By not breastfeeding or pumping during the day, you’ve sent your breasts the message that milk production is no longer needed. If you want to increase your supply, you’ll need to send them a different one. Ideally, you would be pumping at work for every feeding your baby takes at home. It doesn’t sound like this is easy for you, but it may be worth exploring ways you could increase your pump time on the job. Have you tried a hands-free rig so you can type while you pump? If you have privacy, this can give you back your productivity (both professionally and lactationally). You can also try pumping for shorter periods, more often; when the goal is increasing supply, frequent pumping is more important than lengthy sessions.
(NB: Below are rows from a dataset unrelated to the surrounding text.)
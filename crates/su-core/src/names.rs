//! Strongly-typed names used across commands.

use crate::newtype_string::define_newtype_string;

define_newtype_string! {
    /// Name of a seed set, e.g. `dev` for `seed/dev/` and `seed/dev.sql`.
    ///
    /// Must be a single path component.
    pub struct SeedName;
    valid = |s| !s.is_empty() && s != "." && s != ".." && !s.contains(['/', '\\']);
    expect = "seed name must be a non-empty single path component";
}

define_newtype_string! {
    /// A branch name on the `origin` remote used as the comparison base.
    pub struct BaseBranch;
    valid = |s| !s.is_empty() && !s.starts_with('-') && !s.chars().any(char::is_whitespace);
    expect = "branch name must be non-empty, without whitespace or a leading '-'";
}

define_newtype_string! {
    /// A version recorded as applied in the runner's bookkeeping table.
    ///
    /// Unlike [`MigrationVersion`](crate::MigrationVersion) this is only
    /// required to be numeric; the runner stores whatever it parsed.
    pub struct AppliedVersion;
    valid = |s| !s.is_empty() && s.bytes().all(|b| b.is_ascii_digit());
    expect = "applied version must be numeric";
}

#[cfg(test)]
#[path = "names_test.rs"]
mod tests;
If there’s just no way to add pumping into your workday, you can still increase your supply. Some working mothers use co-sleeping as a way to keep their supply up when pumping during the day is not feasible. This can be great for your milk, but not everyone is up for the nighttime nursing and the shared arrangements. If you’re not, nursing freely when you’re together (and awake) can help. If your baby is willing, it might be worth upping her feedings at the breast for a while to see if that has any effect on your milk production. You can try, too, to feed her twice on each side during feedings to trick your breasts into producing more milk per feeding. There are also herbs and medications called galactogogues that can help increase supply. A lactation consultant can help you with these as well as other supply-increasing ideas.
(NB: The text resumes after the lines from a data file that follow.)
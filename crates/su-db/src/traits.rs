//! Collaborator traits
//!
//! Business logic talks to external programs only through these traits.
//! Each has one shell-backed implementation in this crate and a fake in
//! [`crate::test_utils`].

use crate::error::DbResult;
use async_trait::async_trait;
use std::path::{Path, PathBuf};
use su_core::AppliedVersion;

/// Runs external commands.
///
/// Implementations must honor cancellation: a cancelled call returns
/// [`DbError::Cancelled`](crate::DbError::Cancelled) and leaves no child
/// process running.
#[async_trait]
pub trait Executor: Send + Sync {
    /// Run a command, streaming its stdout to the terminal
    async fn run(&self, program: &str, args: &[String]) -> DbResult<()>;

    /// Run a command and return its captured stdout
    async fn run_with_output(&self, program: &str, args: &[String]) -> DbResult<String>;

    /// Run a command feeding `stdin` to its standard input
    async fn run_with_stdin(&self, program: &str, args: &[String], stdin: &[u8]) -> DbResult<()>;

    /// Run one SQL statement and return tuples-only output, one row per
    /// line, columns separated by [`SQL_FIELD_SEPARATOR`]
    async fn run_sql(&self, database_url: &str, sql: &str) -> DbResult<String>;

    /// Run a SQL script file, stopping at the first error
    async fn run_sql_file(&self, database_url: &str, path: &Path) -> DbResult<()>;
}

/// Column separator in [`Executor::run_sql`] output.
pub const SQL_FIELD_SEPARATOR: char = '\t';

/// The external migration runner
#[async_trait]
pub trait MigrationRunner: Send + Sync {
    /// Apply every pending migration
    async fn apply_all(&self, database_url: &str, migrations_dir: &Path) -> DbResult<()>;

    /// Apply the next pending migration only
    async fn apply_next(&self, database_url: &str, migrations_dir: &Path) -> DbResult<()>;

    /// Roll back the most recently applied migration
    async fn rollback_last(&self, database_url: &str, migrations_dir: &Path) -> DbResult<()>;

    /// Print migration status
    async fn status(&self, database_url: &str, migrations_dir: &Path) -> DbResult<()>;

    /// Versions recorded as applied, ascending
    async fn applied_versions(&self, database_url: &str) -> DbResult<Vec<AppliedVersion>>;

    /// Bookkeeping table name, possibly schema-qualified
    fn version_table(&self) -> &str;
}

/// The version-control tool
#[async_trait]
pub trait VersionControl: Send + Sync {
    /// Refresh the remote-tracking reference of `branch`
    async fn fetch(&self, branch: &str) -> DbResult<()>;

    /// Paths matching `pattern` added between the remote `branch` and the
    /// working tree
    async fn added_files(&self, branch: &str, pattern: &str) -> DbResult<Vec<PathBuf>>;

    /// Whether the current directory is inside a repository
    async fn is_repository(&self) -> bool;
}

/// Produces a structure-only dump of a live database
#[async_trait]
pub trait SchemaDumper: Send + Sync {
    /// Dump schema without data, owners or privileges, skipping
    /// `exclude_tables` (schema-qualified names)
    async fn dump_schema(&self, database_url: &str, exclude_tables: &[String]) -> DbResult<String>;
}

/// Options for schema documentation
#[derive(Debug, Clone, Default)]
pub struct DocOptions {
    /// Output file; stdout when `None`
    pub output: Option<PathBuf>,
    /// Schemas to include; the generator's default when empty
    pub schemas: Vec<String>,
    pub exclude_tables: Vec<String>,
    /// Include every non-system schema, overriding `schemas`
    pub all_schemas: bool,
}

/// Generates schema documentation from a live database
#[async_trait]
pub trait DocGenerator: Send + Sync {
    async fn generate(&self, database_url: &str, options: &DocOptions) -> DbResult<()>;
}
At this point, there’s no real reason to worry about your baby getting enough to eat. If you determine from her behavior or her weight that she needs more food, you can start to supplement. But you don’t need to stop breastfeeding just because she’s taking some formula. You may be able to keep nursing at night and on weekends, especially if you take steps to increase your supply in the meantime. You may even be able to continue indefinitely. If you do have to stop, don’t be too hard on yourself. You need to take the reality of your circumstances into account as well as the ideal way you’d like to do things. You’ve both had a healthy dose of breastfeeding, and though you may miss it, you’ll have many more bonding opportunities ahead.